Gênesis 2 termina com uma declaração do narrador deveras interessante: “E estavam ambos nus, Adão e sua mulher, e não se envergonhavam” (Gênesis 2:25). Duas palavras aqui são importantes pra entender o que acontece antes e o que acontece depois desta afirmativa: nus (עֲרוּמִּים – ‘arumim) e envergonhar (יִתְבּוֹשָׁשׁוּ – yitbošašu). Após serem criados por DEUS, homem e mulher estavam nus e não havia motivo de vergonha.
O verbo “envergonhar” nos ajuda a entender a narrativa imediatamente anterior ao verso. Ele aparece aqui num tronco verbal de ação intensiva e voz reflexiva, ou seja, mais do que não se envergonhar um do outro, eles não se envergonhavam de si mesmos. Este verbo aparece desta maneira uma única vez em toda a Bíblia Hebraica, justamente neste texto. Assim, o narrador constata mais do que uma plenitude social do relacionamento entre homem e mulher, mas uma condição de plenitude existencial do indivíduo também (em sua relação com ele, mesmo).
Já a condição de nudez que o texto apresenta nos ajuda a entender o que vem logo depois. Gênesis 3 começa com uma declaração curiosa sobre a serpente que visa conectar o que já havia sido dito ao que acontece ali. O texto diz que a serpente era ‘arum (עָרוּם), o que cria um jogo de palavras óbvio com a qualificação do primeiro casal, que era ‘arumim (עֲרוּמִּים). O jogo se baseia na regra do plural do substantivo masculino, feito justamente como o acréscimo do sufixo –im (ִים). Entretanto, embora compartilhem do mesmo plural, ‘arum (עָרוּם) e ‘arom (עָרוֹם) (de onde vem o ‘arumim de Gênesis 2), são palavras diferentes. Enquanto ‘arum carrega o sentido de dissimulação, sagacidade, malandragem, ‘arom significa estado de completa nudez ou semi-nudez. O jogo de palavras parece querer opor a condição do primeiro casal ao da serpente. Ambos, serpente e seres humanos, criaturas, mas em condições distintas: a serpente dissimulada, os seres humanos nus, despidos.

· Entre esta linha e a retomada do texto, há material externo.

use std::collections::HashSet;

use sysinfo::{Pid, System};

use crate::procs;

/// Raw reading for one process on one tick.
#[derive(Debug, Clone, PartialEq)]
pub struct ProcStats {
    pub name: String,
    pub status: String,
    pub cpu_percent: f32,
    pub memory_bytes: u64,
    pub threads: usize,
}

/// Read access to the OS process table. Refreshes are explicit so one tick
/// reads a consistent view.
pub trait ProcessProbe: Send {
    /// Re-read `pids`. CPU usage is measured between consecutive refreshes, so
    /// the first refresh of a pid only establishes a baseline.
    fn refresh(&mut self, pids: &[u32]);

    /// Stats from the last refresh; `None` if the process is gone.
    fn stats(&self, pid: u32) -> Option<ProcStats>;

    /// First process named `name` among `root` and its descendants.
    fn find_descendant(&mut self, root: u32, name: &str) -> Option<u32>;

    fn thread_names(&self, pid: u32) -> Vec<String>;
}

pub struct SysinfoProbe {
    sys: System,
    alive: HashSet<u32>,
}

impl SysinfoProbe {
    pub fn new() -> Self {
        Self {
            sys: System::new(),
            alive: HashSet::new(),
        }
    }
}

impl Default for SysinfoProbe {
    fn default() -> Self {
        Self::new()
    }
}

impl ProcessProbe for SysinfoProbe {
    fn refresh(&mut self, pids: &[u32]) {
        self.sys.refresh_cpu_usage();
        self.alive.clear();
        for &pid in pids {
            if self.sys.refresh_process(Pid::from_u32(pid)) {
                self.alive.insert(pid);
            }
        }
    }

    fn stats(&self, pid: u32) -> Option<ProcStats> {
        if !self.alive.contains(&pid) {
            return None;
        }
        let process = self.sys.process(Pid::from_u32(pid))?;
        Some(ProcStats {
            name: process.name().to_string(),
            status: process.status().to_string(),
            cpu_percent: process.cpu_usage(),
            memory_bytes: process.memory(),
            threads: procs::thread_count(pid).unwrap_or(1),
        })
    }

    fn find_descendant(&mut self, root: u32, name: &str) -> Option<u32> {
        self.sys.refresh_processes();
        procs::find_descendant(&self.sys, root, name)
    }

    fn thread_names(&self, pid: u32) -> Vec<String> {
        procs::thread_names(pid)
    }
}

O que acontece a partir do diálogo da serpente com a mulher em Gênesis 3 irá fazer com que aquilo que a descrição do narrador ao final de Gênesis 2 diz a respeito do primeiro casal seja completamente invertido. Ao ouvirem a serpente e comerem do fruto, a respeito do qual lhes fora ordenado que não comessem, eles deixam a nudez e se vestem (Gênesis 3:7) e se escondem por medo (Gênesis 3:10); ou seja: assumem a vergonha de si mesmos e em relação a DEUS.
A transgressão acarreta duas mudanças drásticas de natureza e estado.
O mais emblemático, entretanto, é entender que o que eram enquanto homem e mulher, à imagem e semelhança de DEUS (Gn. 1:26-27) é exatamente o que eles deixam de ser: “O homem era como um de nós…” (Gênesis 3:22).
A desobediência fez com que deixassem de ser o que eram… e se tornarem o oposto.